The court turns to the alleged evidence of Vimeo’s discriminatory intent:
An inference of discriminatory intent may be shown through a comparison to similarly situated persons not sharing a plaintiff’s protected characteristic who were treated preferentially….The amended complaint merely alleges, on information and belief, that other videos containing references to LGBTQ sexual orientations and gender identities were permitted to remain on the site. That is not enough.
As further “evidence” of Vimeo’s discriminatory intent, Domen cited the fact that Vimeo didn’t provide a satisfactory explanation of its actions. (For good reasons–those explanations are also litigation-bait). The court replies: “Vimeo cited its terms of service to Plaintiffs when it closed the account; the absence of an additional explanation from the platform provider does not save Plaintiffs’ complaint.”
The panel’s perspective couldn’t be clearer: Domen’s claims have never been close and they want this case off their docket. Exhausted by the first two opinions, the panel doesn’t invest much energy to explain why the discrimination claims are defective. Still, what the court says is quite powerful:
- Shouting “DISCRIMINATION!” isn’t enough to survive a motion to dismiss.
- Presenting anecdotes of inconsistent content moderation isn’t enough to survive a motion to dismiss.
- A service’s inscrutable explanations isn’t enough to survive a motion to dismiss.

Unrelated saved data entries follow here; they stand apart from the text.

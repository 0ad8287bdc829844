//! Photo description boundary.
//!
//! Hook point for a captioning backend. Nothing here talks to the
//! network; the only implementation is a local placeholder so the CLI
//! flag works end to end.

use anyhow::Result;
use async_trait::async_trait;
use obscura::CapturedPhoto;
use tracing::debug;

#[async_trait]
pub trait Describer: Send + Sync {
    async fn describe(&self, photo: &CapturedPhoto) -> Result<String>;
}

/// Stands in until a real captioning backend exists.
pub struct NullDescriber;

#[async_trait]
impl Describer for NullDescriber {
    async fn describe(&self, photo: &CapturedPhoto) -> Result<String> {
        debug!(request_id = %photo.request_id, "describing photo locally");
        Ok(format!(
            "A {}x{} photo taken in {} orientation.",
            photo.width, photo.height, photo.orientation
        ))
    }
}
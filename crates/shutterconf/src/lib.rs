//! Minimal configuration loading for Shutterbug.
//!
//! This crate provides configuration loading with minimal dependencies,
//! so both the capture core and the CLI can import it without pulling
//! in the camera stack.
//!
//! # Usage
//!
//! ```rust,no_run
//! use shutterconf::ShutterConfig;
//!
//! let config = ShutterConfig::load().expect("Failed to load config");
//!
//! println!("Capture deadline: {:?}", config.capture.deadline());
//! println!("Photo dir: {}", config.store.photo_dir.display());
//! ```
//!
//! # Config File Locations
//!
//! Files are loaded in order (later wins):
//! 1. `/etc/shutterbug/config.toml` (system)
//! 2. `~/.config/shutterbug/config.toml` (user)
//! 3. `./shutterbug.toml` (local override)
//! 4. Environment variables (`SHUTTERBUG_*`)
//!
//! # Example Config
//!
//! ```toml
//! [capture]
//! deadline_secs = 5.0
//! auto_focus = true
//!
//! [sensor]
//! interval_secs = 0.2
//!
//! [camera]
//! preferred_device = "back0"
//! endpoints = ["photo"]
//!
//! [store]
//! photo_dir = "~/Pictures/shutterbug"
//! ```

pub mod loader;

pub use loader::{ConfigSources, discover_config_files_with_override, expand_path};

use serde::{Deserialize, Serialize};
use std::path::PathBuf;
use std::time::Duration;
use thiserror::Error;

/// Configuration loading errors.
#[derive(Debug, Error)]
pub enum ConfigError {
    #[error("Failed to read config file {path}: {source}")]
    FileRead {
        path: PathBuf,
        source: std::io::Error,
    },

    #[error("Failed to parse config file {path}: {message}")]
    Parse { path: PathBuf, message: String },
}

/// Capture pipeline tuning.
#[derive(Debug, Clone, Serialize, Deserialize)]
pub struct CaptureConfig {
    /// How long a single capture request may take before it resolves
    /// as timed out. Default: 5.0
    #[serde(default = "CaptureConfig::default_deadline_secs")]
    pub deadline_secs: f64,

    /// Whether to enable continuous auto focus on the bound device.
    /// Default: true
    #[serde(default = "CaptureConfig::default_auto_focus")]
    pub auto_focus: bool,
}

impl CaptureConfig {
    fn default_deadline_secs() -> f64 {
        5.0
    }

    fn default_auto_focus() -> bool {
        true
    }

    /// Capture deadline as a [`Duration`].
    pub fn deadline(&self) -> Duration {
        Duration::from_secs_f64(self.deadline_secs.max(0.0))
    }
}

impl Default for CaptureConfig {
    fn default() -> Self {
        Self {
            deadline_secs: Self::default_deadline_secs(),
            auto_focus: Self::default_auto_focus(),
        }
    }
}

/// Orientation sensor polling.
#[derive(Debug, Clone, Serialize, Deserialize)]
pub struct SensorConfig {
    /// Accelerometer polling interval in seconds. Default: 0.2
    #[serde(default = "SensorConfig::default_interval_secs")]
    pub interval_secs: f64,
}

impl SensorConfig {
    fn default_interval_secs() -> f64 {
        0.2
    }

    /// Polling interval as a [`Duration`].
    pub fn interval(&self) -> Duration {
        Duration::from_secs_f64(self.interval_secs.max(0.01))
    }
}

impl Default for SensorConfig {
    fn default() -> Self {
        Self {
            interval_secs: Self::default_interval_secs(),
        }
    }
}

/// Camera device selection.
#[derive(Debug, Clone, Serialize, Deserialize)]
pub struct CameraConfig {
    /// Device id to bind at startup. Empty means the host default.
    #[serde(default)]
    pub preferred_device: String,

    /// Endpoints to attach when configuring a device.
    /// Known values: "photo", "preview". Default: ["photo"]
    #[serde(default = "CameraConfig::default_endpoints")]
    pub endpoints: Vec<String>,
}

impl CameraConfig {
    fn default_endpoints() -> Vec<String> {
        vec!["photo".to_string()]
    }
}

impl Default for CameraConfig {
    fn default() -> Self {
        Self {
            preferred_device: String::new(),
            endpoints: Self::default_endpoints(),
        }
    }
}

/// Where saved photos land.
#[derive(Debug, Clone, Serialize, Deserialize)]
pub struct StoreConfig {
    /// Directory for saved photos.
    /// Default: ~/Pictures/shutterbug
    #[serde(default = "StoreConfig::default_photo_dir")]
    pub photo_dir: PathBuf,
}

impl StoreConfig {
    fn default_photo_dir() -> PathBuf {
        directories::BaseDirs::new()
            .map(|dirs| dirs.home_dir().join("Pictures/shutterbug"))
            .unwrap_or_else(|| PathBuf::from("Pictures/shutterbug"))
    }
}

impl Default for StoreConfig {
    fn default() -> Self {
        Self {
            photo_dir: Self::default_photo_dir(),
        }
    }
}

/// Complete Shutterbug configuration.
#[derive(Debug, Clone, Serialize, Deserialize, Default)]
pub struct ShutterConfig {
    #[serde(default)]
    pub capture: CaptureConfig,

    #[serde(default)]
    pub sensor: SensorConfig,

    #[serde(default)]
    pub camera: CameraConfig,

    #[serde(default)]
    pub store: StoreConfig,
}

impl ShutterConfig {
    /// Load configuration from all sources.
    ///
    /// Load order (later wins):
    /// 1. Compiled defaults
    /// 2. `/etc/shutterbug/config.toml`
    /// 3. `~/.config/shutterbug/config.toml`
    /// 4. `./shutterbug.toml`
    /// 5. Environment variables
    pub fn load() -> Result<Self, ConfigError> {
        let (config, _sources) = Self::load_with_sources_from(None)?;
        Ok(config)
    }

    /// Load configuration from a specific file path, then apply env overrides.
    ///
    /// If `config_path` is provided, it takes precedence over the local
    /// `./shutterbug.toml` override. System and user configs still load first.
    pub fn load_from(config_path: Option<&std::path::Path>) -> Result<Self, ConfigError> {
        let (config, _sources) = Self::load_with_sources_from(config_path)?;
        Ok(config)
    }

    /// Load configuration and return information about sources.
    pub fn load_with_sources() -> Result<(Self, ConfigSources), ConfigError> {
        Self::load_with_sources_from(None)
    }

    /// Load configuration from optional path and return information about sources.
    pub fn load_with_sources_from(
        config_path: Option<&std::path::Path>,
    ) -> Result<(Self, ConfigSources), ConfigError> {
        let mut sources = ConfigSources::default();
        let mut config = ShutterConfig::default();

        // Load config files in order
        for path in loader::discover_config_files_with_override(config_path) {
            loader::apply_file(&mut config, &path)?;
            sources.files.push(path);
        }

        // Apply environment variable overrides
        loader::apply_env_overrides(&mut config, &mut sources);

        Ok((config, sources))
    }
}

So, when the dust settled, this case became a straightforward online account termination case where the plaintiff failed to establish the prima facie claims. Over half of the cases in our dataset on online account terminations and content removals ruled for the defense without relying on Section 230, so the panel’s final (?) resolution isn’t unusual.
While I liked the panel’s first opinion on Section 230(c)(2)(A), I think the panel’s third opinion leaves the case in a satisfactory place. First, it joins numerous other courts that have rejected discrimination claims over content moderation without relying on Section 230. See, e.g., Newman v. Google, Wilson v. Twitter, and the cases holding that Internet services aren’t places of public accommodation. That litigation effort has always been deeply censorial and legally futile. Second, the panel’s third opinion reduces the risk that the Supreme Court will grant cert on this case because it’s a non-precedential opinion. Third, in the highly unlikely circumstance that the Supreme Court does grant cert, the opinion’s sidelining of Section 230 essentially takes that issue out of the Supreme Court’s consideration. That’s a really good thing, because this is exactly the kind of case that Justice Thomas could use to trash Section 230.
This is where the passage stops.